Do you suppose that automated dependency upgrades are less likely to introduce malicious code than to remove it? They're about compliance, not security. If I can get you to use malicious code in the first place I can also trick you into upgrading from safe code to the vulnerable code in the name of "security".

As for lock files, they prevent skulduggery after the maintainer has said "yeah, I trust this thing and my users should too" but the attacks we're seeing is upstream of that point because maintainers are auto-trusting things based on their name+version pair, not based on their contents.

[debazel]

> If I can get you to use malicious code in the first place I can also trick you into upgrading from safe code to the vulnerable code in the name of "security".

Isn't the whole point that malicious actors usually only have a very short window where they can actually get you to install anything, before shut out again? That's the whole point of having a delay in the package-manager.

[__MatrixMan__]

Who is going to discover it in that time? Not the maintainers, they've already released it. Their window for scrutiny has passed.

There is some sense in giving the early adopters some time to raise the alarm and opting into late adoption, but isn't that better handled by defensive use of semantic versioning?

Consider the xzutils backdoor. It was introduced a month before it was discovered, and it was discovered by a user.

If that user had waited a few days, it would just have been discovered a few days later, during which time it may have been added to an even wider scope of downstream packages. That is, supposing they didn't apply reduced scrutiny due to their perception that it was safe due to the soak period.

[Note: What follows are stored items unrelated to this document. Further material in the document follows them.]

//! Declarative macros that generate descriptors and proxy stand-ins.
//!
//! Operation parameters must be owned `Serialize + DeserializeOwned` types
//! and every operation returns [`crate::Result`].

/// Build an [`Arguments`](crate::Arguments) list from expressions.
///
/// Evaluates to `Result<Arguments>`; encoding failures surface as
/// [`InterceptError::Codec`](crate::InterceptError::Codec).
///
/// ```ignore
/// let total: u64 = proxy.call("add", args![2u64, 3u64]?)?;
/// ```
#[macro_export]
macro_rules! args {
    () => {
        ::core::result::Result::<$crate::Arguments, $crate::InterceptError>::Ok(
            $crate::Arguments::new(),
        )
    };
    ($($arg:expr),+ $(,)?) => {
        (|| -> $crate::Result<$crate::Arguments> {
            let mut arguments = $crate::Arguments::new();
            $(arguments.push(&$arg)?;)+
            ::core::result::Result::Ok(arguments)
        })()
    };
}

/// Declare a contract trait that can be proxied with the contract-based
/// strategy.
///
/// Generates the trait itself, `Reflect for dyn Trait`, `Introspect for
/// dyn Trait`, and `Trait for Proxy<dyn Trait>`.
///
/// ```ignore
/// contract! {
///     /// User persistence.
///     pub trait UserRepository {
///         fn save(&self, user: User) -> Result<()>;
///         fn find(&self, id: u64) -> Result<Option<User>>;
///     }
/// }
///
/// let repo: Arc<dyn UserRepository> = Arc::new(InMemoryUsers::default());
/// let proxy = factory.build(repo)?;
/// proxy.save(user)?;
/// ```
#[macro_export]
macro_rules! contract {
    (
        $(#[$meta:meta])*
        $vis:vis trait $name:ident {
            $(
                $(#[$op_meta:meta])*
                fn $op:ident(&self $(, $arg:ident : $ty:ty)* $(,)?) -> $ret:ty;
            )*
        }
    ) => {
        $(#[$meta])*
        $vis trait $name: ::core::marker::Send + ::core::marker::Sync {
            $(
                $(#[$op_meta])*
                fn $op(&self $(, $arg: $ty)*) -> $ret;
            )*

            #[doc(hidden)]
            fn __interpose_strategy(&self) -> ::core::option::Option<$crate::ProxyStrategy> {
                ::core::option::Option::None
            }
        }

        impl $crate::Reflect for dyn $name {
            fn descriptor() -> $crate::TypeDescriptor<Self> {
                $crate::TypeDescriptor::contract(::core::stringify!($name))
                $(
                    .operation(
                        $crate::OperationId::new(
                            ::core::stringify!($op),
                            &[$(::core::stringify!($ty)),*],
                        ),
                        |target: &Self, arguments: &$crate::Arguments| {
                            #[allow(unused_mut, unused_variables)]
                            let mut decoder = arguments.decoder();
                            $(let $arg: $ty = decoder.next()?;)*
                            let output = target.$op($($arg),*)?;
                            $crate::encode(&output)
                        },
                    )
                )*
            }
        }

        impl $crate::Introspect for dyn $name {
            fn proxy_strategy(&self) -> ::core::option::Option<$crate::ProxyStrategy> {
                <Self as $name>::__interpose_strategy(self)
            }
        }

        impl $name for $crate::Proxy<dyn $name> {
            $(
                fn $op(&self $(, $arg: $ty)*) -> $ret {
                    #[allow(unused_mut)]
                    let mut arguments = $crate::Arguments::new();
                    $(arguments.push(&$arg)?;)*
                    $crate::Proxy::call(self, ::core::stringify!($op), arguments)
                }
            )*

            fn __interpose_strategy(&self) -> ::core::option::Option<$crate::ProxyStrategy> {
                ::core::option::Option::Some($crate::Proxy::strategy(self))
            }
        }
    };
}

/// Declare the proxiable operations of a concrete type, to be proxied with
/// the concrete (subclass-based) strategy.
///
/// The listed operations must exist as inherent methods of the type. The
/// macro generates an operations trait implemented by both the type and
/// `Proxy<Type>`, plus `Reflect` and `Introspect` for the type. Operations
/// in the optional `sealed` block are part of the type's descriptor but
/// cannot be overridden, so building a proxy for the type fails.
///
/// ```ignore
/// concrete! {
///     pub trait OrderOps for OrderService {
///         fn place(&self, order: Order) -> Result<Receipt>;
///     }
///     sealed {
///         fn audit(&self) -> Result<u64>;
///     }
/// }
/// ```
#[macro_export]
macro_rules! concrete {
    (
        $(#[$meta:meta])*
        $vis:vis trait $ops:ident for $name:ident {
            $(
                $(#[$op_meta:meta])*
                fn $op:ident(&self $(, $arg:ident : $ty:ty)* $(,)?) -> $ret:ty;
            )*
        }
        $(
            sealed {
                $(
                    fn $sop:ident(&self $(, $sarg:ident : $sty:ty)* $(,)?) -> $sret:ty;
                )*
            }
        )?
    ) => {
        $(#[$meta])*
        $vis trait $ops {
            $(
                $(#[$op_meta])*
                fn $op(&self $(, $arg: $ty)*) -> $ret;
            )*
        }

        impl $ops for $name {
            $(
                fn $op(&self $(, $arg: $ty)*) -> $ret {
                    $name::$op(self $(, $arg)*)
                }
            )*
        }

        impl $ops for $crate::Proxy<$name> {
            $(
                fn $op(&self $(, $arg: $ty)*) -> $ret {
                    #[allow(unused_mut)]
                    let mut arguments = $crate::Arguments::new();
                    $(arguments.push(&$arg)?;)*
                    $crate::Proxy::call(self, ::core::stringify!($op), arguments)
                }
            )*
        }

        impl $crate::Reflect for $name {
            fn descriptor() -> $crate::TypeDescriptor<Self> {
                $crate::TypeDescriptor::concrete(::core::stringify!($name))
                $(
                    .operation(
                        $crate::OperationId::new(
                            ::core::stringify!($op),
                            &[$(::core::stringify!($ty)),*],
                        ),
                        |target: &Self, arguments: &$crate::Arguments| {
                            #[allow(unused_mut, unused_variables)]
                            let mut decoder = arguments.decoder();
                            $(let $arg: $ty = decoder.next()?;)*
                            let output = $name::$op(target $(, $arg)*)?;
                            $crate::encode(&output)
                        },
                    )
                )*
                $($(
                    .sealed_operation(
                        $crate::OperationId::new(
                            ::core::stringify!($sop),
                            &[$(::core::stringify!($sty)),*],
                        ),
                        |target: &Self, arguments: &$crate::Arguments| {
                            #[allow(unused_mut, unused_variables)]
                            let mut decoder = arguments.decoder();
                            $(let $sarg: $sty = decoder.next()?;)*
                            let output: $sret = $name::$sop(target $(, $sarg)*);
                            $crate::encode(&output?)
                        },
                    )
                )*)?
            }
        }

        impl $crate::Introspect for $name {}
    };
}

Its not nothing, but its susceptible to creating a false sense of security.

[debazel]

The maintainers did notice in both of the recent attacks, but it takes time to regain access to your compromised account to take the package down, contact npm, etc.

All recent attacks have also been noticed within hours of release by security companies that automatically scan all newly released packages published to npm.

So as far as I know all recent attacks would have been avoided by adding a short delay.

[chuckadams]

The xz backdoor went undetected so long partly because the build scripts were already so hairy and baroque that no one noticed the extra obfuscations that ran code out of a binary blob in test data. None of which was even in the source repo, it was dropped into the package build scripts externally just before pushing them to the apt/rpm package repositories.